All components being identical, they can be economically laid out on a sheet of 8by4 MDF producing minimal waste.
After being cut out each component is fed onto a metal pole that runs through the width of the chair, then splayed and fixed in place in order to achieve the desired aesthetic and comfort. Then the whole chair is primed and lacquered.
SPECIFICATIONS / TECHNICAL PROPERTIES:
80cm x 100cm x 75cm
Marilyn Monroe, Alexander White, Same component
Marilyn was always in the back of my mind when designing this chair but my main aim was to produce a chair made from one component.
I started with a fairly simple idea that I sketched and play around with it in my sketchbook until I was convinced that it's is worth developing. I then took the basic drawn shape to the computer and started producing more refined shapes for the main component. Several models then followed perfecting the aesthetics and apparent comfort of the chair. It's only once a full size prototype was made that I could fully understand the boundaries and balances between it’s style and comfort and therefore decide on final detailing.

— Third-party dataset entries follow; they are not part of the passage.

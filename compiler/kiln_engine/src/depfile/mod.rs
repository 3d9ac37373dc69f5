//! Makefile-style dependency file parsing.
//!
//! Compilers emit depfiles (`-MD -MF`) of the form:
//!
//! ```text
//! build/obj/a.cpp.o: src/a.cpp include/a.h \
//!   include/path\ with\ space.h
//! ```
//!
//! Escaping rules handled here:
//! - `\` followed by a newline joins the next line.
//! - `\ ` is a space inside a path.
//! - `\#` is a literal `#`; `$$` is a literal `$`.
//! - Any other backslash is kept (Windows separators).
//!
//! The target separator is the first `:` followed by whitespace or end of
//! line, so drive-letter colons (`C:\x`, `C:/x`) are never mistaken for it.
//! Several rules in one file are merged.

use std::fmt;
use std::fs;
use std::io;
use std::path::{Path, PathBuf};

use rustc_hash::FxHashSet;

use crate::metadata::AuxFile;

/// Parsed contents of a depfile.
#[derive(Clone, Debug, Default, PartialEq, Eq)]
pub struct Depfile {
    pub targets: Vec<PathBuf>,
    pub dependencies: Vec<PathBuf>,
}

#[derive(Clone, Debug, PartialEq, Eq)]
pub enum DepfileError {
    /// A non-empty line has no target separator.
    MissingSeparator { line: usize },
    /// A rule has a separator but nothing before it.
    EmptyTarget { line: usize },
}

impl fmt::Display for DepfileError {
    fn fmt(&self, f: &mut fmt::Formatter<'_>) -> fmt::Result {
        match self {
            DepfileError::MissingSeparator { line } => {
                write!(f, "line {line}: no ':' target separator")
            }
            DepfileError::EmptyTarget { line } => write!(f, "line {line}: rule has no target"),
        }
    }
}

impl std::error::Error for DepfileError {}

impl Depfile {
    /// Parse depfile text. Whitespace-only input is an empty depfile.
    pub fn parse(text: &str) -> Result<Self, DepfileError> {
        let mut depfile = Depfile::default();
        let mut seen_targets = FxHashSet::default();
        let mut seen_deps = FxHashSet::default();

        for (line_no, line) in logical_lines(text) {
            let trimmed = line.trim();
            if trimmed.is_empty() || trimmed.starts_with('#') {
                continue;
            }
            let Some(sep) = find_separator(&line) else {
                return Err(DepfileError::MissingSeparator { line: line_no });
            };
            let targets = tokenize(&line[..sep]);
            if targets.is_empty() {
                return Err(DepfileError::EmptyTarget { line: line_no });
            }
            for target in targets {
                if seen_targets.insert(target.clone()) {
                    depfile.targets.push(PathBuf::from(target));
                }
            }
            for dep in tokenize(&line[sep + 1..]) {
                if seen_deps.insert(dep.clone()) {
                    depfile.dependencies.push(PathBuf::from(dep));
                }
            }
        }

        Ok(depfile)
    }

    /// Load and parse the depfile at `path`.
    pub fn read(path: &Path) -> AuxFile<Depfile> {
        let text = match fs::read_to_string(path) {
            Ok(text) => text,
            Err(e) if e.kind() == io::ErrorKind::NotFound => return AuxFile::Missing,
            Err(e) => return AuxFile::Malformed(e.to_string()),
        };
        match Depfile::parse(&text) {
            Ok(depfile) => AuxFile::Present(depfile),
            Err(e) => {
                tracing::warn!(path = %path.display(), error = %e, "unparsable depfile");
                AuxFile::Malformed(e.to_string())
            }
        }
    }

    /// Dependencies that still exist on disk.
    pub fn existing_dependencies(&self) -> impl Iterator<Item = &Path> {
        self.dependencies
            .iter()
            .map(PathBuf::as_path)
            .filter(|p| p.exists())
    }
}

/// Join backslash-newline continuations, keeping the line number each
/// logical line started on.
fn logical_lines(text: &str) -> Vec<(usize, String)> {
    let mut lines = Vec::new();
    let mut current = String::new();
    let mut start = 1;

    for (idx, raw) in text.lines().enumerate() {
        let raw = raw.strip_suffix('\r').unwrap_or(raw);
        if current.is_empty() {
            start = idx + 1;
        }
        if let Some(body) = continued(raw) {
            current.push_str(body);
            current.push(' ');
        } else {
            current.push_str(raw);
            lines.push((start, std::mem::take(&mut current)));
        }
    }
    if !current.is_empty() {
        lines.push((start, current));
    }
    lines
}

/// If `line` ends in an unescaped continuation backslash, the line without it.
fn continued(line: &str) -> Option<&str> {
    let trailing = line.bytes().rev().take_while(|&b| b == b'\\').count();
    (trailing % 2 == 1).then(|| &line[..line.len() - 1])
}

fn find_separator(line: &str) -> Option<usize> {
    let bytes = line.as_bytes();
    let mut i = 0;
    while i < bytes.len() {
        match bytes[i] {
            b'\\' => i += 2,
            b':' => {
                let at_end = i + 1 == bytes.len();
                if at_end || bytes[i + 1].is_ascii_whitespace() {
                    return Some(i);
                }
                i += 1;
            }
            _ => i += 1,
        }
    }
    None
}

fn tokenize(s: &str) -> Vec<String> {
    let mut tokens = Vec::new();
    let mut current = String::new();
    let mut chars = s.chars().peekable();

    while let Some(c) = chars.next() {
        match c {
            '\\' => match chars.peek() {
                Some(&next @ (' ' | '#')) => {
                    current.push(next);
                    chars.next();
                }
                _ => current.push('\\'),
            },
            '$' if chars.peek() == Some(&'$') => {
                current.push('$');
                chars.next();
            }
            c if c.is_whitespace() => {
                if !current.is_empty() {
                    tokens.push(std::mem::take(&mut current));
                }
            }
            c => current.push(c),
        }
    }
    if !current.is_empty() {
        tokens.push(current);
    }
    tokens
}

Trying to get the correct shape for the main component was a challenge.
As the repeated component for this design performs many tasks; the front end of it being both the armrest and the front leg and the back end of it being the back rest and the back leg. This meant a balance between the functions of the component had to be found. Its shape had to be just right.
TEAM MEMBERS (1) :
Alexander White, 2011.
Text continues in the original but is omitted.